Утром чудный день. Благодаря табельному дню* (6 мая) в местном соборе звон. Выпускают из обедни. Вижу, как выходят из церкви квартальные, мировые, воинские начальники и прочие чины ангельстии. Покупаю на 2 коп. семечек и нанимаю за 6 рублей рессорную коляску в Св<ятые> г<оры> и (через 2 дня) обратно. Еду из города переулочками, буквально тонущими в зелени вишен, жерделей и яблонь. Птицы поют неугомонно. Встречные хохлы, принимая меня, вероятно, за Тургенева, снимают шапки, мой возница Григорий Полени́чка то и дело прыгает с козел, чтобы поправить сбрую или стегнуть по мальчишкам, бегущим за коляской… По дороге тянутся богомольцы. Всюду горы и холмы белого цвета, горизонт синевато-бел, рожь высока, попадаются дубовые леса — недостает только крокодилов и гремучих змей.
В Св<ятые> горы приехал в 12 часов. Место необыкновенно красивое и оригинальное: монастырь на берегу реки Донца у подножия громадной белой скалы, на которой, теснясь и нависая друг над другом, громоздятся садики, дубы и вековые сосны. Кажется, что деревьям тесно на скале и что какая-то сила выпирает их вверх и вверх… Сосны буквально висят в воздухе и, того гляди, свалятся. Кукушки и соловьи не умолкают ни днем, ни ночью…
Монахи, весьма симпатичные люди, дали мне весьма несимпатичный № с блинообразным матрасиком. Ночевал я в монастыре 2 ночи и вынес тьму впечатлений. При мне, ввиду Николина дня, стеклось около 15 000 богомольцев, из коих 8/9 старухи. До сих пор я не знал, что на свете так много старух, иначе я давно бы уже застрелился… О монахах*, моем знакомстве с ними, о том, как я лечил монахов и старух, сообщу в «Нов<ом> времени» и при свидании.
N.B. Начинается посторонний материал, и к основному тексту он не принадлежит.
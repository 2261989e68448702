//! declarative grammars
//!
//! A [Grammar] describes what a block definition consumes from a body and what shape the decoded value has.
//! It is only a description: [crate::decode] does the work.
//!
//! | grammar | consumes | decoded value |
//! |---|---|---|
//! | `Object` | union of its children | object with one key per child |
//! | `Tuple` | union of its children | tuple with one element per child |
//! | `Attr` | attribute `name` | the converted attribute value or `null` |
//! | `Literal` | nothing | the literal |
//! | `Expr` | nothing | the evaluated expression |
//! | `Block` | at most one `type_name` block | decoded nested body or `null` |
//! | `BlockList` | any number of `type_name` blocks | tuple of decoded nested bodies |
//! | `BlockMap` | labeled `type_name` blocks | object nested one level per label |
//! | `BlockAttrs` | at most one `type_name` block | object of its attributes |
//! | `Default` | union of both | `primary`, or `default` when `primary` is `null` |
use crate::body::BodySchema;
use crate::value::Type;
use hcl::Value;
use indexmap::IndexMap;

#[derive(Debug, Clone)]
pub enum Grammar {
    Object(IndexMap<String, Grammar>),
    Tuple(Vec<Grammar>),
    Attr {
        name: String,
        ty: Type,
        required: bool,
    },
    Literal(Value),
    Expr(hcl::Expression),
    Block {
        type_name: String,
        nested: Box<Grammar>,
        required: bool,
    },
    BlockList {
        type_name: String,
        nested: Box<Grammar>,
        min_items: usize,
        max_items: Option<usize>,
    },
    BlockMap {
        type_name: String,
        label_names: Vec<String>,
        nested: Box<Grammar>,
    },
    BlockAttrs {
        type_name: String,
        element_type: Type,
        required: bool,
    },
    Default {
        primary: Box<Grammar>,
        default: Box<Grammar>,
    },
}

impl Default for Grammar {
    /// An empty object: consumes nothing
    fn default() -> Self {
        Grammar::Object(IndexMap::new())
    }
}

impl Grammar {
    pub fn object<K: Into<String>>(children: impl IntoIterator<Item = (K, Grammar)>) -> Self {
        Grammar::Object(
            children
                .into_iter()
                .map(|(key, grammar)| (key.into(), grammar))
                .collect(),
        )
    }

    pub fn attr(name: impl Into<String>, ty: Type, required: bool) -> Self {
        Grammar::Attr {
            name: name.into(),
            ty,
            required,
        }
    }

    pub fn block(type_name: impl Into<String>, nested: Grammar, required: bool) -> Self {
        Grammar::Block {
            type_name: type_name.into(),
            nested: Box::new(nested),
            required,
        }
    }

    pub fn block_list(type_name: impl Into<String>, nested: Grammar) -> Self {
        Grammar::BlockList {
            type_name: type_name.into(),
            nested: Box::new(nested),
            min_items: 0,
            max_items: None,
        }
    }

    pub fn block_map<L: Into<String>>(
        type_name: impl Into<String>,
        label_names: impl IntoIterator<Item = L>,
        nested: Grammar,
    ) -> Self {
        Grammar::BlockMap {
            type_name: type_name.into(),
            label_names: label_names.into_iter().map(Into::into).collect(),
            nested: Box::new(nested),
        }
    }

    pub fn block_attrs(type_name: impl Into<String>, element_type: Type, required: bool) -> Self {
        Grammar::BlockAttrs {
            type_name: type_name.into(),
            element_type,
            required,
        }
    }

    pub fn with_default(self, default: Grammar) -> Self {
        Grammar::Default {
            primary: Box::new(self),
            default: Box::new(default),
        }
    }

    /// Attribute names and block types this grammar reads from a body
    pub fn schema(&self) -> BodySchema {
        let mut schema = BodySchema::default();
        self.collect_schema(&mut schema);
        schema
    }

    fn collect_schema(&self, schema: &mut BodySchema) {
        match self {
            Grammar::Object(children) => children
                .values()
                .for_each(|child| child.collect_schema(schema)),
            Grammar::Tuple(children) => children
                .iter()
                .for_each(|child| child.collect_schema(schema)),
            Grammar::Attr { name, required, .. } => schema.add_attribute(name, *required),
            Grammar::Literal(_) | Grammar::Expr(_) => {}
            Grammar::Block { type_name, .. }
            | Grammar::BlockList { type_name, .. }
            | Grammar::BlockAttrs { type_name, .. } => schema.add_block(type_name, &[]),
            Grammar::BlockMap {
                type_name,
                label_names,
                ..
            } => schema.add_block(type_name, label_names),
            Grammar::Default { primary, default } => {
                primary.collect_schema(schema);
                default.collect_schema(schema);
            }
        }
    }
}

#[cfg(test)]
mod test {
    use super::*;
    use crate::body::{AttributeSchema, BlockHeaderSchema};
    use pretty_assertions::assert_eq;

    #[test]
    fn schema_collects_children() {
        let grammar = Grammar::object([
            ("name", Grammar::attr("name", Type::String, true)),
            (
                "port",
                Grammar::attr("port", Type::Number, false)
                    .with_default(Grammar::Literal(Value::from(80))),
            ),
            (
                "services",
                Grammar::block_map("service", ["kind"], Grammar::default()),
            ),
            ("env", Grammar::block_attrs("env", Type::String, false)),
        ]);

        let schema = grammar.schema();

        assert_eq!(
            schema.attributes,
            vec![
                AttributeSchema {
                    name: "name".into(),
                    required: true
                },
                AttributeSchema {
                    name: "port".into(),
                    required: false
                },
            ]
        );
        assert_eq!(
            schema.blocks,
            vec![
                BlockHeaderSchema {
                    type_name: "service".into(),
                    label_names: vec!["kind".into()]
                },
                BlockHeaderSchema {
                    type_name: "env".into(),
                    label_names: vec![]
                },
            ]
        );
    }

    #[test]
    fn empty_grammar_consumes_nothing() {
        assert_eq!(Grammar::default().schema(), BodySchema::default());
    }
}
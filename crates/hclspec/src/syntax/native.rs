//! native block syntax, parsed by [hcl_edit]
//!
//! `hcl_edit` keeps byte spans for every structure. They are turned into [SourceRange]s right away so that the
//! rest of the crate only deals with [hcl::Expression]s.
use crate::body::{Body, Item, ItemKind};
use crate::diagnostic::{Diagnostic, Diagnostics, SourceRange};
use crate::util::SourceIndex;
use hcl_edit::structure::Structure;
use hcl_edit::Span;

pub fn parse(src: &str, filename: &str) -> (Body, Diagnostics) {
    let index = SourceIndex::new(filename, src);

    // some malformed input makes the parser panic instead of failing
    let Ok(parsed) = std::panic::catch_unwind(|| hcl_edit::parser::parse_body(src)) else {
        tracing::debug!(%filename, "parser panicked");
        return (
            Body::default(),
            Diagnostic::error(
                "Invalid HCL syntax",
                format!("The HCL file {filename:?} could not be parsed."),
            )
            .into(),
        );
    };

    match parsed {
        Ok(body) => (convert(body, &index), Diagnostics::new()),
        Err(err) => {
            let offset = err.location().offset();
            let range = index.range(offset..(offset + 1).min(src.len()));

            tracing::debug!(%filename, %err, "syntax error");
            (
                Body::default(),
                Diagnostic::error("Invalid HCL syntax", err.message())
                    .with_range(Some(range))
                    .into(),
            )
        }
    }
}

fn convert(body: hcl_edit::structure::Body, index: &SourceIndex) -> Body {
    let range = |span: Option<std::ops::Range<usize>>| -> Option<SourceRange> {
        span.map(|span| index.range(span))
    };

    let items = body
        .into_iter()
        .map(|structure| match structure {
            Structure::Attribute(attribute) => Item {
                name: attribute.key.value().to_string(),
                range: range(attribute.span()),
                kind: ItemKind::Attribute(attribute.value.into()),
            },
            Structure::Block(block) => Item {
                name: block.ident.value().to_string(),
                // the identifier, not the whole block, is what diagnostics should point at
                range: range(block.ident.span()),
                kind: ItemKind::Block {
                    labels: block
                        .labels
                        .iter()
                        .map(|label| label.as_str().to_owned())
                        .collect(),
                    body: convert(block.body, index),
                },
            },
        })
        .collect();

    Body::new(items)
}

#[cfg(test)]
mod test {
    use super::*;
    use pretty_assertions::assert_eq;

    #[test]
    fn items_keep_source_ranges() {
        let (body, diagnostics) = parse("one = 1\nblock \"label\" {\n  two = 2\n}\n", "main.hcl");
        assert!(diagnostics.is_empty());

        let items = body.items();
        assert_eq!(items.len(), 2);
        assert_eq!(items[0].name, "one");
        assert_eq!(items[1].name, "block");

        let range = items[1].range.as_ref().expect("block has a range");
        assert_eq!(range.filename, "main.hcl");
        assert_eq!((range.line, range.column), (2, 1));

        let ItemKind::Block { labels, body } = &items[1].kind else {
            panic!("expected a block");
        };
        assert_eq!(labels, &vec!["label".to_string()]);
        assert_eq!(body.items()[0].name, "two");
    }

    #[test]
    fn syntax_error_is_a_diagnostic() {
        let (body, diagnostics) = parse("not = valid = hcl", "broken.hcl");

        assert!(body.is_empty());
        assert_eq!(diagnostics.len(), 1);

        let diagnostic = &diagnostics.as_slice()[0];
        assert_eq!(diagnostic.summary, "Invalid HCL syntax");
        assert_eq!(
            diagnostic.range.as_ref().map(|range| range.filename.as_str()),
            Some("broken.hcl")
        );
    }

    #[test]
    fn parser_panic_is_a_diagnostic() {
        let (body, diagnostics) = parse("a = é\n", "broken.hcl");

        assert!(body.is_empty());
        assert_eq!(diagnostics.len(), 1);
        assert_eq!(diagnostics.as_slice()[0].summary, "Invalid HCL syntax");
    }
}
use crate::diagnostic::SourceRange;
use codespan_reporting::files::{line_starts, Files, SimpleFile};
use std::ops::Range;

/// Byte offset <-> line/column lookup for one named source
pub(crate) struct SourceIndex<'a> {
    file: SimpleFile<&'a str, &'a str>,
    line_starts: Vec<usize>,
}

impl<'a> SourceIndex<'a> {
    pub fn new(filename: &'a str, source: &'a str) -> Self {
        Self {
            file: SimpleFile::new(filename, source),
            line_starts: line_starts(source).collect(),
        }
    }

    /// 1-based line and column of a byte offset
    pub fn position(&self, offset: usize) -> (usize, usize) {
        let offset = offset.min(self.file.source().len());
        match self.file.location((), offset) {
            Ok(location) => (location.line_number, location.column_number),
            Err(_) => (self.line_starts.len(), 1),
        }
    }

    /// Byte offset of a 1-based line and (byte) column, clamped to the source
    pub fn offset(&self, line: usize, column: usize) -> usize {
        let len = self.file.source().len();
        let Some(line_start) = self.line_starts.get(line.saturating_sub(1)) else {
            return len;
        };

        (line_start + column.saturating_sub(1)).min(len)
    }

    pub fn range(&self, span: Range<usize>) -> SourceRange {
        let (line, column) = self.position(span.start);
        SourceRange {
            filename: self.file.name().to_string(),
            span,
            line,
            column,
        }
    }
}

/// Greedy word wrap. A `width` of 0 returns the text unchanged.
pub(crate) fn wrap(text: &str, width: usize) -> String {
    if width == 0 {
        return text.to_owned();
    }

    let mut wrapped = String::with_capacity(text.len());
    for (index, paragraph) in text.split('\n').enumerate() {
        if index > 0 {
            wrapped.push('\n');
        }

        let mut line_len = 0;
        for word in paragraph.split_whitespace() {
            if line_len > 0 && line_len + 1 + word.len() > width {
                wrapped.push('\n');
                line_len = 0;
            } else if line_len > 0 {
                wrapped.push(' ');
                line_len += 1;
            }

            wrapped.push_str(word);
            line_len += word.len();
        }
    }

    wrapped
}

#[cfg(test)]
mod test {
    use super::*;
    use pretty_assertions::assert_eq;

    #[test]
    fn positions() {
        let index = SourceIndex::new("main.hcl", "one = 1\ntwo = 2\n");

        assert_eq!(index.position(0), (1, 1));
        assert_eq!(index.position(8), (2, 1));
        assert_eq!(index.position(14), (2, 7));
        assert_eq!(index.offset(2, 7), 14);
        assert_eq!(index.offset(9, 1), 16);
        assert_eq!(index.range(8..11).filename, "main.hcl");
    }

    #[test]
    fn columns_count_characters() {
        let index = SourceIndex::new("main.hcl", "é = 1");

        assert_eq!(index.position(3), (1, 3));
    }

    #[test]
    fn wrap_words() {
        assert_eq!(wrap("aaa bbb ccc", 0), "aaa bbb ccc");
        assert_eq!(wrap("aaa bbb ccc", 7), "aaa bbb\nccc");
        assert_eq!(wrap("aaaaaaaaa b", 4), "aaaaaaaaa\nb");
    }
}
Служба нескончаемая: в 12 часов ночи звонят к утрене, в 5 — к ранней обедне, в 9 — к поздней, в 3 — к акафисту, в 5 — к вечерне, в 6 — к правилам. Перед каждой службой в коридорах слышится плач колокольчика и бегущий монах кричит голосом кредитора, умоляющего своего должника заплатить ему хотя бы по пятаку за рубль:
— Господи И<исусе> Х<ристе>, помилуй нас! Пожалуйте к утрене!
Оставаться в № неловко, а потому встаешь и идешь… Я облюбовал себе местечко на берегу Донца и просиживал там все службы. Купил тетке Ф<едосье> Я<ковлевне> икону.
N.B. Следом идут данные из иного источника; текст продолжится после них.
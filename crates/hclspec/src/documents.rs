//! collection of parsed source files
//!
//! [Documents] keeps one parsed [Body] per filename together with its source text. The source is kept so
//! diagnostics can be rendered with a code snippet later on (see [crate::report::Report]).
//!
//! Adding the same filename again replaces the earlier file. The merged body is computed on request from
//! whatever is stored at that moment, so it can never be stale.
use crate::body::Body;
use crate::diagnostic::{Diagnostic, Diagnostics};
use crate::syntax::{self, Format};
use std::collections::BTreeMap;
use std::path::Path;
use std::sync::Arc;

/// Source text by filename
pub type SourceMap = BTreeMap<String, Arc<str>>;

pub const UNKNOWN_FILE_TYPE_SUMMARY: &str =
    "Cannot determine file type based on extension, only .json and .hcl files are supported";
pub const UNKNOWN_FILE_TYPE_DETAIL: &str = "You must provide a file with either a .json or .hcl extension, only json and hcl files are supported";
pub const GLOB_ERROR_SUMMARY: &str = "There was a problem parsing the file pattern";
pub const GLOB_ERROR_DETAIL: &str =
    "The file pattern was not able to be parsed. This might be an implementation problem.";
pub const READ_ERROR_SUMMARY: &str = "Failed to read file";

#[derive(Debug, Clone)]
pub struct File {
    pub format: Format,
    pub source: Arc<str>,
    pub body: Body,
}

#[derive(Debug, Default, Clone)]
pub struct Documents {
    files: BTreeMap<String, File>,
}

impl Documents {
    pub fn new() -> Self {
        Self::default()
    }

    /// Parses and stores one source
    ///
    /// The file is stored even when it has syntax errors, so that its diagnostics can be rendered.
    pub fn add_source(
        &mut self,
        filename: impl Into<String>,
        src: &[u8],
        format: Format,
    ) -> Diagnostics {
        let filename = filename.into();
        let (body, diagnostics) = syntax::parse(src, &filename, format);
        tracing::debug!(%filename, %format, items = body.items().len(), "parsed");

        let file = File {
            format,
            source: String::from_utf8_lossy(src).into(),
            body,
        };

        if self.files.insert(filename, file).is_some() {
            tracing::debug!("replaced previously parsed file");
        }

        diagnostics
    }

    /// Reads and stores a file in the given format, regardless of its extension
    pub fn add_file_as(&mut self, path: &Path, format: Format) -> Diagnostics {
        let filename = path.display().to_string();
        tracing::info!(path = %filename, %format, "loading file");

        match std::fs::read(path) {
            Ok(src) => self.add_source(filename, &src, format),
            Err(err) => {
                tracing::debug!(%err, "failed to read file");
                Diagnostic::error(
                    READ_ERROR_SUMMARY,
                    format!("The {format} file {filename:?} could not be read."),
                )
                .into()
            }
        }
    }

    /// Reads and stores a file, the format is detected by extension
    pub fn add_file(&mut self, path: &Path) -> Diagnostics {
        match Format::from_path(path) {
            Some(format) => self.add_file_as(path, format),
            None => {
                tracing::debug!(path = %path.display(), "unsupported file extension");
                Diagnostic::error(UNKNOWN_FILE_TYPE_SUMMARY, UNKNOWN_FILE_TYPE_DETAIL).into()
            }
        }
    }

    /// Adds every file, one failing file does not stop the others
    pub fn add_files<P: AsRef<Path>>(&mut self, paths: impl IntoIterator<Item = P>) -> Diagnostics {
        let mut diagnostics = Diagnostics::new();
        for path in paths {
            diagnostics.extend(self.add_file(path.as_ref()));
        }
        diagnostics
    }

    /// Adds every file matching `pattern`
    ///
    /// A pattern without matches is fine. Directories that can not be read while walking the pattern are reported
    /// and skipped.
    pub fn add_glob(&mut self, pattern: &str) -> Diagnostics {
        let paths = match glob::glob(pattern) {
            Ok(paths) => paths,
            Err(err) => {
                tracing::debug!(%pattern, %err, "invalid file pattern");
                return Diagnostic::error(GLOB_ERROR_SUMMARY, GLOB_ERROR_DETAIL).into();
            }
        };

        let mut diagnostics = Diagnostics::new();
        let mut matches = vec![];
        for entry in paths {
            match entry {
                Ok(path) => matches.push(path),
                Err(err) => {
                    tracing::debug!(
                        path = %err.path().display(),
                        error = %err.error(),
                        "failed to walk file pattern"
                    );
                    diagnostics.push(Diagnostic::error(
                        READ_ERROR_SUMMARY,
                        format!(
                            "The path {:?} could not be read while matching {pattern:?}.",
                            err.path()
                        ),
                    ));
                }
            }
        }
        tracing::debug!(%pattern, matches = matches.len(), "expanded file pattern");

        diagnostics.extend(self.add_files(matches));
        diagnostics
    }

    /// All root items of all files, ordered by filename
    pub fn merged_body(&self) -> Body {
        Body::merge(self.files.values().map(|file| file.body.clone()))
    }

    pub fn get(&self, filename: &str) -> Option<&File> {
        self.files.get(filename)
    }

    pub fn filenames(&self) -> impl Iterator<Item = &str> {
        self.files.keys().map(String::as_str)
    }

    pub fn sources(&self) -> SourceMap {
        self.files
            .iter()
            .map(|(filename, file)| (filename.clone(), file.source.clone()))
            .collect()
    }

    pub fn len(&self) -> usize {
        self.files.len()
    }

    pub fn is_empty(&self) -> bool {
        self.files.is_empty()
    }
}

/// Utility macro to create [Documents]
///
/// Create from a single HCL document (stored as `main.hcl`)
/// ```
/// # use hclspec::documents;
/// documents!("attribute = 42");
/// ```
///
/// Create from multiple documents, the format follows the extension
/// ```
/// # use hclspec::documents;
/// documents! {
///   "one.hcl" => "attribute_one = 1",
///   "two.json" => r#"{"attribute_two": 2}"#
/// };
/// ```
///
/// # Panic
/// Panics on invalid input
///
/// ```should_panic
/// # use hclspec::documents;
/// documents!("not = valid = hcl");
/// ```
#[macro_export]
macro_rules! documents {
    // single document
    { $expr:expr } => {
        $crate::documents! { "main.hcl" => $expr }
    };
    // multi document with filenames
    { $($filename:expr => $expr:expr),+ } => {{
        let mut docs = $crate::documents::Documents::default();
        $(
            let format = $crate::syntax::Format::from_path(::std::path::Path::new($filename))
                .expect("filename must end in .hcl or .json");
            let diagnostics = docs.add_source($filename, $expr.as_bytes(), format);
            assert!(diagnostics.is_empty(), "document must parse: {diagnostics}");
        )+

        docs
    }};
}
Еда монастырская, даровая для всех 15 000: щи с сушеными пескарями и кулеш. То и другое, равно как и ржаной хлеб, вкусно.
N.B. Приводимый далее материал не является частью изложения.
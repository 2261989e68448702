//! block definitions
//!
//! A block definition always provides a [Grammar]. It may additionally contribute variables and/or functions to
//! every block decoded after it. Those two capabilities are independent: a definition advertises them by
//! overriding [BlockDefinition::as_variable_injector] / [BlockDefinition::as_function_injector].
//!
//! ```
//! use hclspec::definition::{BlockDefinition, InjectableVariables, NamedBlockDefinition, VariableInjector};
//! use hclspec::grammar::Grammar;
//! use hclspec::value::Type;
//!
//! struct Region;
//!
//! impl BlockDefinition for Region {
//!     fn grammar(&self) -> Grammar {
//!         Grammar::attr("region", Type::String, true)
//!     }
//!
//!     fn as_variable_injector(&self) -> Option<&dyn VariableInjector> {
//!         Some(self)
//!     }
//! }
//!
//! impl VariableInjector for Region {
//!     fn variables(&self, value: &hcl::Value) -> InjectableVariables {
//!         InjectableVariables::from([("region".to_string(), value.clone())])
//!     }
//! }
//!
//! impl NamedBlockDefinition for Region {
//!     fn name(&self) -> &str {
//!         "region"
//!     }
//! }
//! ```
use crate::grammar::Grammar;
use hcl::eval::FuncDef;
use hcl::Value;
use indexmap::IndexMap;

/// Variables injected into the evaluation context after a block was decoded
pub type InjectableVariables = IndexMap<String, Value>;

/// Functions injected into the evaluation context after a block was decoded
pub type InjectableFunctions = IndexMap<String, FuncDef>;

/// Named definitions, in the order they are decoded
pub type NamedBlockDefinitions = Vec<Box<dyn NamedBlockDefinition>>;

pub trait BlockDefinition {
    /// What this block consumes from the root body
    fn grammar(&self) -> Grammar;

    fn as_variable_injector(&self) -> Option<&dyn VariableInjector> {
        None
    }

    fn as_function_injector(&self) -> Option<&dyn FunctionInjector> {
        None
    }
}

/// A definition that knows the name it is registered under
pub trait NamedBlockDefinition: BlockDefinition {
    fn name(&self) -> &str;
}

pub trait VariableInjector: BlockDefinition {
    /// Variables for all following blocks, given this block's decoded value
    fn variables(&self, value: &Value) -> InjectableVariables;
}

pub trait FunctionInjector: BlockDefinition {
    /// Functions for all following blocks, given this block's decoded value
    fn functions(&self, value: &Value) -> InjectableFunctions;
}

impl BlockDefinition for Box<dyn NamedBlockDefinition> {
    fn grammar(&self) -> Grammar {
        (**self).grammar()
    }

    fn as_variable_injector(&self) -> Option<&dyn VariableInjector> {
        (**self).as_variable_injector()
    }

    fn as_function_injector(&self) -> Option<&dyn FunctionInjector> {
        (**self).as_function_injector()
    }
}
Звон замечательный. Певчие плохи. Участвовал в крестном ходе на лодках.
Прекращаю описание Св<ятых> гор, ибо всего не опишешь, а только скомкаешь.
На обратном пути пришлось на вокзале ждать 6 часов. Тоска. На одном из поездов видел Созю Ходаковскую: мажется, красится во все цвета радуги и сильно окошкодохлилась.
Всю ночь в III классе дохлого, гнусного, тянучего товаро-пассажирского поезда. Утомился, как сукин сын.
Теперь я в Таганроге. Опять «ета… ета… ета…», опять короткий диванчик, Коатс, вонючая вода в рукомойнике… Езжу в Дубки, в Карантин и гуляю в садах. Много оркестров и миллион девиц. Вчера сижу с одной девицей, местной аристократкой, в Алферакинском саду; она показывает мне на одну старуху и говорит:
— Это такая стерва! Поглядите: у нее даже походка стервячая.
Между девицами попадаются хорошенькие, но я решил не изменять Яшенькам.
Изучаю местную жизнь. Был на почте, в купальнях, на Касперовке… Открытие: в Таганроге есть Мясницкая улица.
На большой улице есть вывеска: «Продажа искусминных фрухтовых вод». Значит, слыхал, стерва, слово «искусственный», но не расслышал как следует и написал «искусминный».
Если я пришлю к Вам на дачу телеграмму такого рода: «Вторник дачным Алексея», то это значит, что приеду во вторник с дачным поездом и прошу выслать Алексея. Вторник, конечно, не обязателен, ибо я не знаю ни дня, ни часа, когда вернусь домой и сяду за работу.
Когда пишу, тошнит. Денег у меня нет, и если б не способность жить на чужой счет, то я не знал бы, что делать.
Пахнет акацией. Людмила Павловна растолстела и очень похожа на жидовку. Никакой ум не может постигнуть всей глубины ее ума. Я когда слушаю ее, то решительно теряюсь перед неисповедимыми судьбами, создающими иногда такие редкие перлы. Непостижимое создание! Я еще не забыл анатомии, но, глядя на ее череп, начинаю не верить в существование вещества, именуемого мозгом.
Дядя прелестен и чуть ли не лучше всех в городе.
А. Чехов.
Получил от М<арии> В<ладимировны> письмо*.